May The Force be With You: Pentagon delays decision over JEDI contract
August 21, 2019
2 min read
What's going on here?
The Pentagon has delayed awarding a 10 year cloud-computing contract with its Joint Enterprise Defence Infrastructure (JEDI) project worth £8.2bn to Amazon or Microsoft.
What does this mean?
The delay comes amid concerns raised by Oracle and other participants knocked out of the bidding process at an earlier stage, that the bidding process for the JEDI contract has been anti-competitive. This is because the Pentagon aims to award the contract to only one vendor among the four companies that initially bid for the project, namely Amazon, Microsoft, Oracle and IBM.
Oracle believes the single vendor requirement demonstrates the Pentagon’s favourability toward Amazon, due to the fact that an Amazon employee previously worked on JEDI whilst at the Defense Department. Criticism has also arisen from members of Congress on the deal’s structure, stating reliance should be placed on multiple companies instead of a sole bidder.

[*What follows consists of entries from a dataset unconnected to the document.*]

//! Per-tick maze difficulty bookkeeping and mob spawn pacing (§4.3).

use crate::balance;
use crate::ecs::components::{Mob, PhysicalFlags, Relations};
use crate::ecs::entity::Entity;
use crate::ecs::store::World;
use rysteria_protocol::ids::Team;

const FLOWER_FOV: f32 = 3072.0;
const MOB_DESPAWN_CAP: u32 = 30 * 25;

struct FlowerSighting {
    x: f32,
    y: f32,
    level: u32,
}

/// Runs one tick of §4.3 steps 1-5 against `arena_entity`'s `Arena` cells.
///
/// `arena_entity` must carry an `Arena` component; entities not carrying
/// one are silently skipped (a caller bug, not a runtime condition worth a
/// panic over).
pub fn tick(world: &mut World, arena_entity: Entity) {
    let Some((grid_dim, grid_size, biome)) = world
        .get_arena(arena_entity)
        .map(|a| (a.grid_dim, a.grid_size, a.biome))
    else {
        return;
    };

    let sightings: Vec<FlowerSighting> = world
        .for_each_flower()
        .filter_map(|(e, flower)| {
            if flower.dead {
                return None;
            }
            let physical = world.get_physical(e)?;
            if physical
                .flags
                .intersects(PhysicalFlags::BUBBLING | PhysicalFlags::BUBBLING_TO_DEATH)
            {
                return None;
            }
            Some(FlowerSighting { x: physical.x, y: physical.y, level: flower.level })
        })
        .collect();

    // Step 3: mobs that should have their despawn timer ticked, by entity.
    let mob_despawns: Vec<Entity> = world
        .for_each_mob()
        .filter(|(_, mob)| !mob.player_spawned)
        .filter_map(|(e, _)| {
            let physical = world.get_physical(e)?;
            let arena = world.get_arena(arena_entity)?;
            let (cx, cy) = arena.world_to_cell(physical.x, physical.y);
            let idx = arena.cell_index(cx, cy)?;
            if arena.cells[idx].player_count == 0 {
                Some(e)
            } else {
                None
            }
        })
        .collect();

    {
        let Some(arena) = world.get_arena_mut(arena_entity) else { return };

        // Step 1: reset.
        for cell in &mut arena.cells {
            cell.player_count = 0;
            cell.local_difficulty = 0.0;
        }

        // Step 2: mark FOV.
        for sighting in &sightings {
            let half = (FLOWER_FOV / arena.grid_size).ceil() as i32;
            let (fcx, fcy) = arena.world_to_cell(sighting.x, sighting.y);
            for cy in (fcy - half)..=(fcy + half) {
                for cx in (fcx - half)..=(fcx + half) {
                    if let Some(idx) = arena.cell_index(cx, cy) {
                        arena.cells[idx].bump_player_count();
                        arena.cells[idx].apply_flower_difficulty(sighting.level);
                    }
                }
            }
        }
    }

    for e in mob_despawns {
        let expired = {
            let Some(mob) = world.get_mob_mut(e) else { continue };
            mob.ticks_until_despawn = (mob.ticks_until_despawn + 1).min(MOB_DESPAWN_CAP);
            mob.ticks_until_despawn >= MOB_DESPAWN_CAP
        };
        if expired {
            if let Some(mob) = world.get_mob_mut(e) {
                mob.no_drop = true;
            }
            world.request_deletion(e);
        }
    }

    spawn_pass(world, arena_entity, biome, grid_dim);

    if let Some(arena) = world.get_arena_mut(arena_entity) {
        for cell in &mut arena.cells {
            cell.decay_overload(0.01);
        }
    }
}

/// §4.3 step 4: macro-cell (2x2) spawn budgeting and per-cell pacing.
fn spawn_pass(world: &mut World, arena_entity: Entity, biome: u8, grid_dim: u32) {
    let macro_dim = (grid_dim / 2).max(1);
    for macro_y in 0..macro_dim {
        for macro_x in 0..macro_dim {
            let sub_cells: Vec<(i32, i32)> = (0..2)
                .flat_map(|dy| (0..2).map(move |dx| (dx, dy)))
                .map(|(dx, dy)| ((macro_x * 2 + dx) as i32, (macro_y * 2 + dy) as i32))
                .collect();

            let (player_count, overload, total_points) = {
                let Some(arena) = world.get_arena(arena_entity) else { return };
                let mut player_count = 0u32;
                let mut overload = 0.0f32;
                let mut total_points = 0.0f32;
                for &(cx, cy) in &sub_cells {
                    if let Some(idx) = arena.cell_index(cx, cy) {
                        let cell = &arena.cells[idx];
                        player_count += cell.player_count as u32;
                        overload = overload.max(cell.overload);
                        total_points += cell.grid_points;
                    }
                }
                (player_count, overload, total_points)
            };

            let max_points = 3.0 * (0.2 + 1.2 * player_count as f32) * 1.1f32.powf(overload);
            if total_points >= max_points {
                continue;
            }

            for (cx, cy) in sub_cells {
                try_spawn_cell(world, arena_entity, biome, cx, cy);
            }
        }
    }
}

fn try_spawn_cell(world: &mut World, arena_entity: Entity, biome: u8, cx: i32, cy: i32) {
    let Some((spawn_at, difficulty, world_pos)) = (|| {
        let arena = world.get_arena(arena_entity)?;
        let idx = arena.cell_index(cx, cy)?;
        let cell = &arena.cells[idx];
        if cell.is_wall() {
            return None;
        }
        let difficulty_mod = cell.base_difficulty as f32;
        let player_mod = (1 + cell.player_count as u32) as f32;
        let spawn_at =
            difficulty_mod * 1.2f32.powf(cell.local_difficulty + cell.overload) / player_mod;
        let wx = (cx as f32 + 0.5) * arena.grid_size;
        let wy = (cy as f32 + 0.5) * arena.grid_size;
        Some((spawn_at, cell.local_difficulty + cell.base_difficulty as f32, (wx, wy)))
    })() else {
        return;
    };

    let timer_ready = {
        let Some(arena) = world.get_arena_mut(arena_entity) else { return };
        let Some(idx) = arena.cell_index(cx, cy) else { return };
        arena.cells[idx].spawn_timer += 1.0;
        arena.cells[idx].spawn_timer >= spawn_at
    };
    if !timer_ready {
        return;
    }

    // Broad-phase rejection: don't spawn on top of an existing entity.
    let too_close = world
        .get_arena_mut(arena_entity)
        .map(|arena| {
            arena
                .spatial_hash
                .find_nearest(world_pos.0, world_pos.1, 64.0, |_| true, |_| None)
                .is_some()
        })
        .unwrap_or(false);
    if too_close {
        return;
    }

    let zone_pick = world.get_arena(arena_entity).and_then(|a| {
        let cell = a.cell_at(world_pos.0, world_pos.1)?;
        cell.zone_spawner.map(|f| f(cell))
    });
    let mob_id = zone_pick
        .flatten()
        .unwrap_or_else(|| balance::pick_mob(balance::biome_table(biome)));
    let rarity = balance::roll_rarity(difficulty);
    let stats = balance::mob_stats(mob_id);

    let Ok(mob_entity) = world.alloc_entity() else { return };
    let _ = world.add_mob(mob_entity, Mob::new(mob_id, rarity));
    let _ = world.add_relations(mob_entity, Relations { team: Team::Mobs, ..Default::default() });
    let mut physical = crate::ecs::components::Physical {
        x: world_pos.0,
        y: world_pos.1,
        radius: stats.radius,
        arena: arena_entity,
        ..Default::default()
    };
    physical.mass = stats.radius;
    let _ = world.add_physical(mob_entity, physical);

    if let Some(arena) = world.get_arena_mut(arena_entity) {
        if let Some(idx) = arena.cell_index(cx, cy) {
            arena.cells[idx].grid_points += stats.difficulty_weight;
            arena.cells[idx].spawn_timer = 0.0;
        }
        arena.mob_count += 1;
    }
}
/// A slow-field left by a landed web petal (§4.5, §4.6).
#[derive(Debug, Clone, Copy)]
pub struct Web {
    pub radius: f32,
    pub ticks_until_despawn: u32,
}

impl Web {
    /// `slow = 1 - 0.56^rarity`; flowers take 80% of the slowdown (§4.6).
    pub fn slow_factor(rarity_scale: u32, is_flower: bool) -> f32 {
        let slow = 1.0 - 0.56f32.powi(rarity_scale as i32);
        let applied = if is_flower { slow * 0.8 } else { slow };
        1.0 - applied
    }
}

However, the Pentagon has stated it requires a single company to ensure the program is installed and running quickly, and that multiple providers will be considered later. It has also determined no awards to Microsoft or Amazon will be made until a thorough review of why the Pentagon needs a cloud computing system is conducted by new Defense Secretary Mark Esper.
What's the big picture effect?
The JEDI contract is a project designed to modernise the US military by using cloud computing in its operations. Amazon and Microsoft are the ‘chosen ones’ who are competing to provide artificial intelligence-based analysis and host classified military secrets for the American army.
It is hoped this system can combat current difficulties in information transfer between troops on the field, because the US army does not have a common computing infrastructure in place for sharing data.
Amazon Web Services is seen as lead bidder because of its reputation as the world’s largest cloud services provider and capability in handling sensitive data. The company has an impressive portfolio of deals, like a £495m cloud contract in 2013 with the Central Intelligence Agency (CIA) to help the CIA offload work to its computers.
Meanwhile, Microsoft is also a favourite as its Azure division provides cloud services to the US intelligence community. It also recently secured a £1.65bn deal to supply its Azure security and productivity infrastructure to AT&T.
Both companies are clearly capable of running a high-end cloud system for the US military. Let’s hope Amazon and Microsoft don’t find the Pentagon’s lack of faith in them disturbing.